## Action item
Go through the entries below and copy every line that holds the word "DeployError".

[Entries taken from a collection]
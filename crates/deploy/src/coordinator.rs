use std::sync::{
    Arc,
    atomic::{AtomicBool, Ordering},
};

use alloy_primitives::{Address, ChainId, TxHash};
use serde::{Deserialize, Serialize};
use tokenmint_networks::NetworkKind;
use tokenmint_wallets::{DeploymentRequest, Session, WalletProvider};
use tokio::sync::watch;
use tracing::{debug, warn};

use crate::{error::DeployError, template::TokenTemplate};

/// Lifecycle state of a deployment attempt.
#[derive(Clone, Copy, Debug, PartialEq, Eq, Serialize, Deserialize)]
#[serde(rename_all = "snake_case")]
pub enum DeploymentStatus {
    Idle,
    Submitting,
    AwaitingConfirmation,
    Succeeded,
    Failed,
}

impl DeploymentStatus {
    /// Whether the attempt is past its terminal transition.
    pub fn is_terminal(&self) -> bool {
        matches!(self, Self::Succeeded | Self::Failed)
    }

    pub fn is_in_flight(&self) -> bool {
        matches!(self, Self::Submitting | Self::AwaitingConfirmation)
    }
}

/// Progress snapshot of the current deployment attempt.
///
/// `tx_hash` appears once the transaction was accepted for submission;
/// `contract_address` only on success. A failed attempt never carries a
/// contract address.
#[derive(Clone, Debug, Serialize, Deserialize)]
pub struct DeploymentAttempt {
    pub status: DeploymentStatus,
    pub message: String,
    pub tx_hash: Option<TxHash>,
    pub contract_address: Option<Address>,
}

impl DeploymentAttempt {
    fn idle() -> Self {
        Self {
            status: DeploymentStatus::Idle,
            message: String::new(),
            tx_hash: None,
            contract_address: None,
        }
    }
}

/// Terminal result of a succeeded attempt.
///
/// Tagged with the chain the transaction was submitted against: the wallet
/// may have switched chains mid-flight, and callers must compare this to the
/// current session chain before trusting the result.
#[derive(Clone, Debug, PartialEq, Eq)]
pub struct DeploymentOutcome {
    pub tx_hash: TxHash,
    pub contract_address: Address,
    pub chain_id: ChainId,
    pub network_name: String,
}

/// Runs one deployment attempt at a time against the fixed template and the
/// session's active account.
///
/// Cloneable handle; clones share the in-flight guard and the status channel.
/// The coordinator is the sole writer of its [`DeploymentAttempt`], and a
/// succeeded outcome is the caller's only trigger for persisting a record —
/// the coordinator itself never touches storage.
#[derive(Clone)]
pub struct DeploymentCoordinator {
    provider: Arc<dyn WalletProvider>,
    template: TokenTemplate,
    in_flight: Arc<AtomicBool>,
    attempt: Arc<watch::Sender<DeploymentAttempt>>,
}

impl DeploymentCoordinator {
    pub fn new(provider: Arc<dyn WalletProvider>, template: TokenTemplate) -> Self {
        let (attempt, _) = watch::channel(DeploymentAttempt::idle());
        Self { provider, template, in_flight: Arc::new(AtomicBool::new(false)), attempt: Arc::new(attempt) }
    }

    /// Subscribe to attempt snapshots as the state machine advances.
    pub fn subscribe(&self) -> watch::Receiver<DeploymentAttempt> {
        self.attempt.subscribe()
    }

    /// Current attempt snapshot.
    pub fn attempt(&self) -> DeploymentAttempt {
        self.attempt.borrow().clone()
    }

    /// Deploy the fixed template using the given session snapshot.
    ///
    /// Preconditions are checked before any external call: the session must
    /// be connected, on a recognized network, and no other attempt may be in
    /// flight (a concurrent call is rejected without disturbing the running
    /// attempt). Exactly one terminal transition occurs per call.
    pub async fn deploy(&self, session: &Session) -> Result<DeploymentOutcome, DeployError> {
        let (Some(account), Some(chain_id)) = (session.account, session.chain_id) else {
            return Err(DeployError::NotConnected);
        };
        if session.network_kind() == NetworkKind::Unknown {
            return Err(DeployError::UnsupportedNetwork(chain_id));
        }
        let _guard =
            InFlightGuard::acquire(&self.in_flight).ok_or(DeployError::AlreadyInFlight)?;

        let network_name = session.network_name();
        self.publish(DeploymentAttempt {
            status: DeploymentStatus::Submitting,
            message: format!(
                "Deploying {} to {network_name}. Please confirm the transaction in your wallet...",
                self.template.name
            ),
            tx_hash: None,
            contract_address: None,
        });

        let request = DeploymentRequest {
            from: account,
            bytecode: self.template.bytecode.clone(),
            abi: self.template.abi.clone(),
            owner: account,
        };
        let pending = match self.provider.submit_deployment(request).await {
            Ok(pending) => pending,
            Err(err) => {
                warn!(%err, "deployment submission failed");
                self.publish(DeploymentAttempt {
                    status: DeploymentStatus::Failed,
                    message: format!("Deployment failed: {err}"),
                    tx_hash: None,
                    contract_address: None,
                });
                return Err(DeployError::Submission(err.to_string()));
            }
        };

        self.publish(DeploymentAttempt {
            status: DeploymentStatus::AwaitingConfirmation,
            message: "Transaction submitted. Waiting for on-chain confirmation...".to_string(),
            tx_hash: Some(pending.tx_hash),
            contract_address: None,
        });

        match self.provider.await_confirmation(&pending).await {
            Ok(contract_address) => {
                debug!(%contract_address, tx_hash = %pending.tx_hash, chain_id, "token deployed");
                self.publish(DeploymentAttempt {
                    status: DeploymentStatus::Succeeded,
                    message: "Token successfully deployed!".to_string(),
                    tx_hash: Some(pending.tx_hash),
                    contract_address: Some(contract_address),
                });
                Ok(DeploymentOutcome {
                    tx_hash: pending.tx_hash,
                    contract_address,
                    chain_id,
                    network_name,
                })
            }
            Err(err) => {
                warn!(%err, tx_hash = %pending.tx_hash, "deployment confirmation failed");
                self.publish(DeploymentAttempt {
                    status: DeploymentStatus::Failed,
                    message: format!("Deployment failed: {err}"),
                    tx_hash: Some(pending.tx_hash),
                    contract_address: None,
                });
                Err(DeployError::Confirmation(err.to_string()))
            }
        }
    }

    fn publish(&self, attempt: DeploymentAttempt) {
        debug!(status = ?attempt.status, "deployment status");
        self.attempt.send_replace(attempt);
    }
}

/// Holds the single-attempt slot; released on every exit path, including
/// cancellation of the `deploy` future.
struct InFlightGuard<'a>(&'a AtomicBool);

impl<'a> InFlightGuard<'a> {
    fn acquire(slot: &'a AtomicBool) -> Option<Self> {
        slot.compare_exchange(false, true, Ordering::SeqCst, Ordering::SeqCst)
            .is_ok()
            .then_some(Self(slot))
    }
}

impl Drop for InFlightGuard<'_> {
    fn drop(&mut self) {
        self.0.store(false, Ordering::SeqCst);
    }
}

## Response
use crate::{error::DeployError, template::TokenTemplate};
    pub async fn deploy(&self, session: &Session) -> Result<DeploymentOutcome, DeployError> {
            return Err(DeployError::NotConnected);
            return Err(DeployError::UnsupportedNetwork(chain_id));
            InFlightGuard::acquire(&self.in_flight).ok_or(DeployError::AlreadyInFlight)?;
                return Err(DeployError::Submission(err.to_string()));
                Err(DeployError::Confirmation(err.to_string()))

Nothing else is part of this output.